Get the Biggest Bang for Your PPC Test Budget

A lot of people I know get creamed on AdWords, some of them lose a couple hundred bucks on the first couple of days alone when they first start testing a campaign… and they complain they spent that much and did not even get one sale or one conversion.
What is worse, a good number of them go off and rant about how PPC does not work.
The main reason they burnt a hole in their pockets?
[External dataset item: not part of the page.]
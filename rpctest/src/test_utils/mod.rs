//! Test support: an in-memory node that stands in for `dashd`.

mod mock_node;

pub use mock_node::{BLOCK_SUBSIDY, MockNode};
Starting with too many keywords.
When you start a test campaign with too many keywords:
you get too few clicks for each of the keywords to be able to see which keywords will actually convert
long tail keywords will cost you more because they have lesser search volumes and are more competitive, the ratio of ads for the keyword against the number of daily searches is high compared to the broad keywords which have huge search volumes
you don’t have any ad history nor previous CTR data so your Quality Score will generally be low, and will cost you more to get your ads at a good ad position
your Quality Score per keyword or ad will be low because it is affected by the overall Quality Score of your other ad groups, other campaigns and your entire AdWords account overall, again it will cost you more to get your ads at a good ad position.
My advice..
Start out with a few broad and lateral keywords. These are two-word keywords; one word keywords might just not work.
This of course would also depend on the niche/market you are in.
Broad keywords have the highest search volumes that help guarantee that your ad does get shown, and if you wrote good ad copy, it will get clicked more times than the other ads, and this improves your Quality Score and you get lower cost on clicks for better ad position.
You need to be tracking to see the actual keywords that convert for you, and I am not talking about the keywords you bid on but the actual phrase (when you are phrase matching) and the synonyms or other related keywords (for broad matched keywords).
I use Affiliate Prophet for this purpose.
Once you see what other keywords (synonyms or long tail) have good CTR, start adding them to your campaign. At this point, you will likely have a better Quality Score because of the history of your previously running broad keywords that by now, you must have optimized to an acceptable CTR.
Another approach is to simply add long tail keywords that you discovered by digging deeper for each of the broad keywords you started with. Again, your Quality Score will be much better on account of the campaign history.
Keep on adding more lateral keywords.. always going broad before you go deep. Add keywords in batches, this gives you a chance to optimize each batch to optimal CTR and Quality Score levels, in the process deleting keywords and ads that perform poorly and affect your Quality Score adversely… that by the time you are ready to add the next batch of keywords, your previously added keywords, ads, ad groups and campaigns are all running at optimal levels that your new keywords will likely also get better ad position for lower costs per click.